Ένας θεατρόφιλος Βενετός στην Κέρκυρα και στη Δαλματία : τα θεατρικά ενδιαφέροντα του Pietro Semitecolo
Part of : Παράβασις : επιστημονικό περιοδικό Τμήματος Θεατρικών Σπουδών Πανεπιστημίου Αθηνών ; Vol.4, No.1, 2002, pages 35-38
Issue:
Pages:
35-38
Parallel Title:
A Venetian who loved theatre : Pietro Semitecolo in Corfu and Dalmatia
Section Title:
Μελέτες και άρθρα
Author:
Abstract:
The comedy La fanciulla (The girl), written about 1569 by Giovanni Battista Marzi, is one of the sources of Katzourbos, the earliest known comedy in Modern Greek, by the Cretan playwright Georgios Chortatsis.
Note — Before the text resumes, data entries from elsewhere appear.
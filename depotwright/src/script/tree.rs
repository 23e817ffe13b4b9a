//! Script tree construction.

use std::fmt;

use super::substitute::Variables;
use super::token::{Token, TokenKind};
use super::ScriptError;

/// A named node with ordered children.
///
/// `"key" "value"` becomes a node `key` with a single child `value`;
/// `"key" { ... }` becomes a node `key` whose children are the block's keys.
#[derive(Debug, Clone, PartialEq, Eq, Default)]
pub struct ScriptNode {
    name: String,
    children: Vec<ScriptNode>,
}

impl ScriptNode {
    pub fn new(name: impl Into<String>) -> Self {
        Self {
            name: name.into(),
            children: Vec::new(),
        }
    }

    pub fn with_child(mut self, child: ScriptNode) -> Self {
        self.children.push(child);
        self
    }

    pub fn name(&self) -> &str {
        &self.name
    }

    pub fn children(&self) -> &[ScriptNode] {
        &self.children
    }

    pub fn has_children(&self) -> bool {
        !self.children.is_empty()
    }

    /// First child, which holds the value of a `"key" "value"` pair.
    pub fn first(&self) -> Option<&ScriptNode> {
        self.children.first()
    }

    /// Value of the first child, if any.
    pub fn value(&self) -> Option<&str> {
        self.first().map(ScriptNode::name)
    }

    /// First child whose name matches `name`, ignoring case.
    pub fn child(&self, name: &str) -> Option<&ScriptNode> {
        self.children
            .iter()
            .find(|child| child.name.eq_ignore_ascii_case(name))
    }

    fn write_indented(&self, f: &mut fmt::Formatter<'_>, depth: usize) -> fmt::Result {
        writeln!(f, "{:indent$}{:?}", "", self.name, indent = depth * 2)?;
        for child in &self.children {
            child.write_indented(f, depth + 1)?;
        }
        Ok(())
    }
}

impl fmt::Display for ScriptNode {
    fn fmt(&self, f: &mut fmt::Formatter<'_>) -> fmt::Result {
        self.write_indented(f, 0)
    }
}

/// Builds the tree below a root named `root_name`.
///
/// Values alternate between keys and values: the first value opens a key, the
/// next one becomes its value and closes it. Line ends and `{` reset the
/// alternation; `}` closes the current scope. Unclosed scopes at the end of the
/// input are accepted.
pub(crate) fn build_tree(
    file: &str,
    root_name: &str,
    tokens: &[Token],
    variables: &Variables,
) -> Result<ScriptNode, ScriptError> {
    // Nodes are addressed by their index path from the root
    let mut root = ScriptNode::new(root_name);
    let mut stack: Vec<Vec<usize>> = Vec::new();
    let mut key: Vec<usize> = Vec::new();
    let mut has_key = false;

    for token in tokens {
        match token.kind {
            TokenKind::Value => {
                let name = variables.expand(token.value_text());
                let parent = node_at(&mut root, &key);
                parent.children.push(ScriptNode::new(name));
                let child = parent.children.len() - 1;

                if !has_key {
                    stack.push(key.clone());
                    key.push(child);
                    has_key = true;
                } else {
                    // Always holds the entry pushed with the key
                    key = stack.pop().unwrap_or_default();
                    has_key = false;
                }
            }
            TokenKind::NewLine | TokenKind::BlockStart => has_key = false,
            TokenKind::BlockEnd => {
                key = stack.pop().ok_or_else(|| ScriptError::Syntax {
                    file: file.to_string(),
                    line: token.line + 1,
                    column: token.column + 1,
                    message: "unexpected '}'".to_string(),
                })?;
                has_key = false;
            }
            TokenKind::Comment | TokenKind::WhiteSpace => {}
        }
    }

    Ok(root)
}

fn node_at<'a>(root: &'a mut ScriptNode, path: &[usize]) -> &'a mut ScriptNode {
    let mut node = root;
    for &index in path {
        node = &mut node.children[index];
    }
    node
}
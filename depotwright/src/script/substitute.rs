//! Placeholder substitution and escape handling for script values.

use std::path::Path;

use crate::host::{HostEnvironment, SpecialFolder};

/// Placeholders recognized in script values.
const PLACEHOLDERS: &[&str] = &[
    "%ALLUSERSPROFILE%",
    "%CDKEY%",
    "%INSTALLDIR%",
    "%SYSTEMROOT%",
    "%TEMP%",
    "%USERPROFILE%",
    "%USER_MYDOCS%",
    "%WINDIR%",
];

/// Values of the placeholders for one script run.
#[derive(Debug, Clone)]
pub struct Variables {
    /// Replacement per entry of `PLACEHOLDERS`; `None` leaves it literal.
    values: Vec<Option<String>>,
}

impl Variables {
    /// Resolves placeholders against `environment` and the install directory.
    pub fn new(environment: &dyn HostEnvironment, install_dir: &Path) -> Self {
        let folder = |folder: SpecialFolder| {
            environment
                .special_folder(folder)
                .map(|path| path.to_string_lossy().into_owned())
        };

        let values = PLACEHOLDERS
            .iter()
            .map(|placeholder| match *placeholder {
                "%ALLUSERSPROFILE%" => folder(SpecialFolder::CommonDocuments),
                "%INSTALLDIR%" => Some(install_dir.to_string_lossy().into_owned()),
                "%SYSTEMROOT%" | "%WINDIR%" => folder(SpecialFolder::Windows),
                "%TEMP%" => folder(SpecialFolder::Temp),
                "%USERPROFILE%" => folder(SpecialFolder::UserProfile),
                "%USER_MYDOCS%" => folder(SpecialFolder::MyDocuments),
                // %CDKEY% has no source
                _ => None,
            })
            .collect();

        Self { values }
    }

    /// Replaces placeholders in `raw`, then resolves backslash escapes.
    pub fn expand(&self, raw: &str) -> String {
        unescape(&self.substitute(raw))
    }

    /// Replaces placeholders left to right, ignoring case. Inserted text is
    /// not scanned again.
    pub fn substitute(&self, raw: &str) -> String {
        // ASCII lowercasing keeps byte offsets aligned with `raw`
        let lower = raw.to_ascii_lowercase();
        let mut result = String::with_capacity(raw.len());
        let mut cursor = 0;

        while cursor < raw.len() {
            let found = PLACEHOLDERS
                .iter()
                .enumerate()
                .filter_map(|(index, placeholder)| {
                    lower[cursor..]
                        .find(&placeholder.to_ascii_lowercase())
                        .map(|offset| (cursor + offset, index))
                })
                .min();

            let Some((start, index)) = found else { break };
            let end = start + PLACEHOLDERS[index].len();
            result.push_str(&raw[cursor..start]);
            match &self.values[index] {
                Some(value) => result.push_str(value),
                None => result.push_str(&raw[start..end]),
            }
            cursor = end;
        }

        result.push_str(&raw[cursor..]);
        result
    }
}

/// Resolves `\a \b \f \n \r \t \v \' \" \\`. Unknown escapes and a trailing
/// backslash are kept as written.
pub fn unescape(input: &str) -> String {
    let mut result = String::with_capacity(input.len());
    let mut chars = input.chars().peekable();

    while let Some(c) = chars.next() {
        if c != '\\' {
            result.push(c);
            continue;
        }

        let escaped = match chars.peek() {
            Some('a') => '\x07',
            Some('b') => '\x08',
            Some('f') => '\x0c',
            Some('n') => '\n',
            Some('r') => '\r',
            Some('t') => '\t',
            Some('v') => '\x0b',
            Some('\'') => '\'',
            Some('"') => '"',
            Some('\\') => '\\',
            _ => {
                result.push(c);
                continue;
            }
        };
        chars.next();
        result.push(escaped);
    }

    result
}
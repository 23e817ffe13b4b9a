//! CLI commands.

pub mod apps;
pub mod catalog;
pub mod common;
pub mod config;
pub mod duplicates;
pub mod install;
pub mod languages;
pub mod plan;
pub mod script;
/// Which registry view a key is opened in.
#[derive(Debug, Clone, Copy, PartialEq, Eq, Hash, PartialOrd, Ord, Default)]
pub enum RegistryView {
    #[default]
    Default,
    Registry32,
    Registry64,
}

impl RegistryView {
    pub fn name(&self) -> &'static str {
        match self {
            Self::Default => "Default",
            Self::Registry32 => "Registry32",
            Self::Registry64 => "Registry64",
        }
    }

    fn from_name(name: &str) -> Option<Self> {
        [Self::Default, Self::Registry32, Self::Registry64]
            .into_iter()
            .find(|view| view.name().eq_ignore_ascii_case(name))
    }
}

/// Top-level registry hive.
#[derive(Debug, Clone, Copy, PartialEq, Eq, Hash, PartialOrd, Ord)]
pub enum Hive {
    ClassesRoot,
    CurrentUser,
    LocalMachine,
    Users,
    CurrentConfig,
}

impl Hive {
    /// Canonical long name, e.g. `HKEY_LOCAL_MACHINE`.
    pub fn name(&self) -> &'static str {
        match self {
            Self::ClassesRoot => "HKEY_CLASSES_ROOT",
            Self::CurrentUser => "HKEY_CURRENT_USER",
            Self::LocalMachine => "HKEY_LOCAL_MACHINE",
            Self::Users => "HKEY_USERS",
            Self::CurrentConfig => "HKEY_CURRENT_CONFIG",
        }
    }

    fn short_name(&self) -> &'static str {
        match self {
            Self::ClassesRoot => "HKCR",
            Self::CurrentUser => "HKCU",
            Self::LocalMachine => "HKLM",
            Self::Users => "HKU",
            Self::CurrentConfig => "HKCC",
        }
    }

    /// Parses a long or abbreviated hive name, ignoring case.
    pub fn parse(text: &str) -> Option<Self> {
        [
            Self::ClassesRoot,
            Self::CurrentUser,
            Self::LocalMachine,
            Self::Users,
            Self::CurrentConfig,
        ]
        .into_iter()
        .find(|hive| {
            hive.name().eq_ignore_ascii_case(text) || hive.short_name().eq_ignore_ascii_case(text)
        })
    }
}

/// A registry value as scripts read and write it.
#[derive(Debug, Clone, PartialEq, Eq)]
pub enum RegistryValue {
    String(String),
    DWord(u32),
}
//! Well-known folders of the machine the installer runs on.

use std::collections::HashMap;
use std::path::PathBuf;

/// Folders an install script can refer to through placeholders.
#[derive(Debug, Clone, Copy, PartialEq, Eq, Hash)]
pub enum SpecialFolder {
    /// Documents shared by all users (`%ALLUSERSPROFILE%`).
    CommonDocuments,
    /// Operating system directory (`%WINDIR%`, `%SYSTEMROOT%`).
    Windows,
    /// Temporary directory, with a trailing separator (`%TEMP%`).
    Temp,
    /// Home directory of the current user (`%USERPROFILE%`).
    UserProfile,
    /// Documents of the current user (`%USER_MYDOCS%`).
    MyDocuments,
}

impl SpecialFolder {
    pub fn all() -> &'static [SpecialFolder] {
        &[
            Self::CommonDocuments,
            Self::Windows,
            Self::Temp,
            Self::UserProfile,
            Self::MyDocuments,
        ]
    }
}

/// Source of special folder locations.
pub trait HostEnvironment: Send + Sync {
    /// Location of `folder`, or `None` when the host has no such folder.
    fn special_folder(&self, folder: SpecialFolder) -> Option<PathBuf>;
}

/// Folders of the running system, looked up through `dirs` and the
/// environment.
#[derive(Debug, Clone, Copy, Default)]
pub struct SystemEnvironment;

impl HostEnvironment for SystemEnvironment {
    fn special_folder(&self, folder: SpecialFolder) -> Option<PathBuf> {
        match folder {
            SpecialFolder::CommonDocuments => std::env::var_os("PUBLIC")
                .map(|public| PathBuf::from(public).join("Documents"))
                .or_else(|| std::env::var_os("ALLUSERSPROFILE").map(PathBuf::from)),
            SpecialFolder::Windows => std::env::var_os("SystemRoot")
                .or_else(|| std::env::var_os("WINDIR"))
                .map(PathBuf::from),
            // join("") appends the trailing separator
            SpecialFolder::Temp => Some(std::env::temp_dir().join("")),
            SpecialFolder::UserProfile => dirs::home_dir(),
            SpecialFolder::MyDocuments => dirs::document_dir(),
        }
    }
}

/// Fixed folder table, for tests and sandboxed installs.
#[derive(Debug, Clone, Default)]
pub struct FixedEnvironment {
    folders: HashMap<SpecialFolder, PathBuf>,
}

impl FixedEnvironment {
    pub fn new() -> Self {
        Self::default()
    }

    pub fn with_folder(mut self, folder: SpecialFolder, path: impl Into<PathBuf>) -> Self {
        self.folders.insert(folder, path.into());
        self
    }
}

impl HostEnvironment for FixedEnvironment {
    fn special_folder(&self, folder: SpecialFolder) -> Option<PathBuf> {
        self.folders.get(&folder).cloned()
    }
}

#[cfg(test)]
mod tests {
    use super::*;

    #[test]
    fn test_fixed_environment_lookup() {
        let env = FixedEnvironment::new().with_folder(SpecialFolder::Temp, "/scratch/");

        assert_eq!(
            env.special_folder(SpecialFolder::Temp),
            Some(PathBuf::from("/scratch/"))
        );
        assert_eq!(env.special_folder(SpecialFolder::Windows), None);
    }

    #[test]
    fn test_system_temp_has_trailing_separator() {
        let temp = SystemEnvironment
            .special_folder(SpecialFolder::Temp)
            .unwrap();
        let text = temp.to_string_lossy();
        assert!(text.ends_with(std::path::MAIN_SEPARATOR));
    }

    #[test]
    fn test_all_lists_every_folder() {
        assert_eq!(SpecialFolder::all().len(), 5);
    }
}
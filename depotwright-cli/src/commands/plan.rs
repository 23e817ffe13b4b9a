//! Plan command - show which files an install would copy.

use clap::Args;
use console::style;

use depotwright::config::format_size;
use depotwright::files_map::{FileKind, FilesMap};

use super::common::{find_application, resolve_language, DepotArgs, FileSelectionArgs};
use crate::error::CliError;
use crate::runner::CliRunner;

/// Arguments for the plan command.
#[derive(Debug, Args)]
pub struct PlanArgs {
    /// Application name or id
    pub app: String,

    /// Language code or name (e.g. de, German)
    #[arg(short, long)]
    pub language: Option<String>,

    #[command(flatten)]
    pub selection: FileSelectionArgs,

    #[command(flatten)]
    pub depots: DepotArgs,

    /// Only print the totals
    #[arg(short, long)]
    pub summary: bool,
}

/// Run the plan command.
pub fn run(runner: &CliRunner, args: PlanArgs) -> Result<(), CliError> {
    let catalog = runner.load_catalog(&args.depots)?;
    let app = find_application(&catalog, &args.app)?;
    if !app.check_state().is_installable() {
        println!("{} is not installable from the given depots.", app.name());
        return Ok(());
    }

    let culture = resolve_language(args.language.as_deref(), runner.config(), app)?;
    let file_types = args.selection.file_types(runner.config());
    let map = FilesMap::build(app)?;
    let files = map.query(file_types, &culture);

    if !args.summary {
        for file in &files {
            let kind = match file.kind {
                FileKind::Common => style("common").dim(),
                FileKind::Fix => style("fix   ").yellow(),
                FileKind::Update => style("update").cyan(),
            };
            let depot = app
                .depot(file.depot_id)
                .map(|depot| depot.name())
                .unwrap_or("?");
            println!(
                "{}  v{:<3} {:<20} {}",
                kind, file.version, depot, file.relative_path
            );
        }
        println!();
    }

    let size = map.files_size(file_types, &culture)?;
    let fixes = files.iter().filter(|file| file.kind.is_fix()).count();
    println!(
        "{} ({}): {} files, {} fixes, {}",
        app.name(),
        culture.display_name(),
        files.len(),
        fixes,
        format_size(size)
    );
    Ok(())
}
The copy of La fanciulla in the Markian Library in Venice contains a handwritten note, “Letta adi 21 Novembre 1583 in Corfu essendo Castellan io Piero Semitecolo fo de misser Beneto”(“Read on 21 November 1583 in Corfu when I, Piero Semitecolo, son of the late Beneto, was Castellan”). The note has been taken to refer to a stage performance, which would be one of the earliest documented performances of a play in early modern Greece; however, that is not the usual meaning of the word Letta (“read”).Semitecolo is the same Venetian official who in 1612, as governor on the Dalmatian island of Hvar (Lesina), had a first-floor area on top of arsenal building fitted out as a theatre. This is the oldest surviving indoor theatre in southeastern Europe. Semitecolo’s initiative can be seen as part of the process by which Italian culture spread into the Venetian territories. Other administrators played a comparable role in Crete and elsewhere.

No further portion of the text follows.